## What is needed
For every line that contains the string "Some", pull that line out of the material below.

## Dataset excerpts

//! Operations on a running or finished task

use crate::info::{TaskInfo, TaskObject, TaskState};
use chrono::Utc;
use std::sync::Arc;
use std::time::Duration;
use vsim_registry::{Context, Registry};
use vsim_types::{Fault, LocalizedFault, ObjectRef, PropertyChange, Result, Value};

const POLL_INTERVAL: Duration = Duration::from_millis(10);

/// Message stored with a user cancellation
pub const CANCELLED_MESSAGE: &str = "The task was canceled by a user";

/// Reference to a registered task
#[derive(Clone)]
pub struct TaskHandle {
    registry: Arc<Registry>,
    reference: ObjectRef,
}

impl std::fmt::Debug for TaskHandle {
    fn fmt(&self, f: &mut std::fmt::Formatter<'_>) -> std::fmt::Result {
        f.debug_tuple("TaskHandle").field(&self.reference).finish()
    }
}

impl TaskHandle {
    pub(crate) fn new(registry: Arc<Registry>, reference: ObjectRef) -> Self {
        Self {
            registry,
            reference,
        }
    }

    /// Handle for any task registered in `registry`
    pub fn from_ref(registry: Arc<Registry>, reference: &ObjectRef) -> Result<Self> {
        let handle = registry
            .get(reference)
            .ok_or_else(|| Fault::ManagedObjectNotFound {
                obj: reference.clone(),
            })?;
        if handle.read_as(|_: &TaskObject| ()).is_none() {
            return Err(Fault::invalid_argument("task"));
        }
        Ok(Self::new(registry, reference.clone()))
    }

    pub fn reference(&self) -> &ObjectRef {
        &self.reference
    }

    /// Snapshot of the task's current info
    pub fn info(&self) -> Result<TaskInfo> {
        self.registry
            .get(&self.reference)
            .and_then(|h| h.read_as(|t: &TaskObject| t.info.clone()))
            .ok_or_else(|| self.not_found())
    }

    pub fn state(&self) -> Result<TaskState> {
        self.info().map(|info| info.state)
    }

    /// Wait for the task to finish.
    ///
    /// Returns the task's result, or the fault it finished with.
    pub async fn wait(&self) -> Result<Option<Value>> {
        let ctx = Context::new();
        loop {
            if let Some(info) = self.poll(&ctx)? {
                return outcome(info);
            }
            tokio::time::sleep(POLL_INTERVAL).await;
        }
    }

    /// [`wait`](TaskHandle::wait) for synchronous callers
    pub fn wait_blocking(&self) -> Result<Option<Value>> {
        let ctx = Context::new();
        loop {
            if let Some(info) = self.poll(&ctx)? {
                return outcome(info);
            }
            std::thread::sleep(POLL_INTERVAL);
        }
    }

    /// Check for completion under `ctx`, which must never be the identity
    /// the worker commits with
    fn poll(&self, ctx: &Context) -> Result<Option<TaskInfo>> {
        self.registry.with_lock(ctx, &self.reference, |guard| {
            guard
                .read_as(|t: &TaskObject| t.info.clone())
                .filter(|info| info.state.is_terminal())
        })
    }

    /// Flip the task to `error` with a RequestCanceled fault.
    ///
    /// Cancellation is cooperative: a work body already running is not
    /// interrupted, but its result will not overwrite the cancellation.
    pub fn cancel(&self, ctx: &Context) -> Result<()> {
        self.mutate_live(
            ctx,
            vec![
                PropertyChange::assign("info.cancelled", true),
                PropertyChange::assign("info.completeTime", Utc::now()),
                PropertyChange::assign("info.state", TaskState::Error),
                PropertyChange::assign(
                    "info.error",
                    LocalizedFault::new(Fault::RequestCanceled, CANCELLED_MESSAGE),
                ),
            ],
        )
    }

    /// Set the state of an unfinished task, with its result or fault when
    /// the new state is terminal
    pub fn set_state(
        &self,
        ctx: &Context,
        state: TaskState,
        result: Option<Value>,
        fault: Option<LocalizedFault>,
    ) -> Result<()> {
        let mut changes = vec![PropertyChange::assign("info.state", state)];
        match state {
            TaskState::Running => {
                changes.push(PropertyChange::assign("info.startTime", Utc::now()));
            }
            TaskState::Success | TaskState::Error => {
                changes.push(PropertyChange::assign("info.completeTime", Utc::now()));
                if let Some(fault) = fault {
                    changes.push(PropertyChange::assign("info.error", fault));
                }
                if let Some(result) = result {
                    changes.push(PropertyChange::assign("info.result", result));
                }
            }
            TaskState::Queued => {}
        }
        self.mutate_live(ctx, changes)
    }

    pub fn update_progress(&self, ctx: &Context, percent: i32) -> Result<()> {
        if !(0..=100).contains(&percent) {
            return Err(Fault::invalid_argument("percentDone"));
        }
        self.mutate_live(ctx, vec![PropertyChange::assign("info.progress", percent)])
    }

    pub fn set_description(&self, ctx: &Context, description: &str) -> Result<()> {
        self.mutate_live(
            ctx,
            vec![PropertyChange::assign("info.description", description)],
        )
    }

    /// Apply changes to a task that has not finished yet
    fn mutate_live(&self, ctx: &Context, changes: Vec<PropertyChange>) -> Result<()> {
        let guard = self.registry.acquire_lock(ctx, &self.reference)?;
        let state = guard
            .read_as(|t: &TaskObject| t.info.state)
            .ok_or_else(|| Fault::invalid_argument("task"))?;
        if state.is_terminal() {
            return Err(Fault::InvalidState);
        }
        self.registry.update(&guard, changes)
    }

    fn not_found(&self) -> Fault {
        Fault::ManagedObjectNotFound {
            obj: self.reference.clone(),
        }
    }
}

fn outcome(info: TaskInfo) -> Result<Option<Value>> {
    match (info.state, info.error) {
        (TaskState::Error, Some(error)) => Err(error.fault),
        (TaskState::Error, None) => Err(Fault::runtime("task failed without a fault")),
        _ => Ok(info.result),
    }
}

## Output of the task
            if let Some(info) = self.poll(&ctx)? {
            if let Some(info) = self.poll(&ctx)? {
                if let Some(fault) = fault {
                if let Some(result) = result {
        (TaskState::Error, Some(error)) => Err(error.fault),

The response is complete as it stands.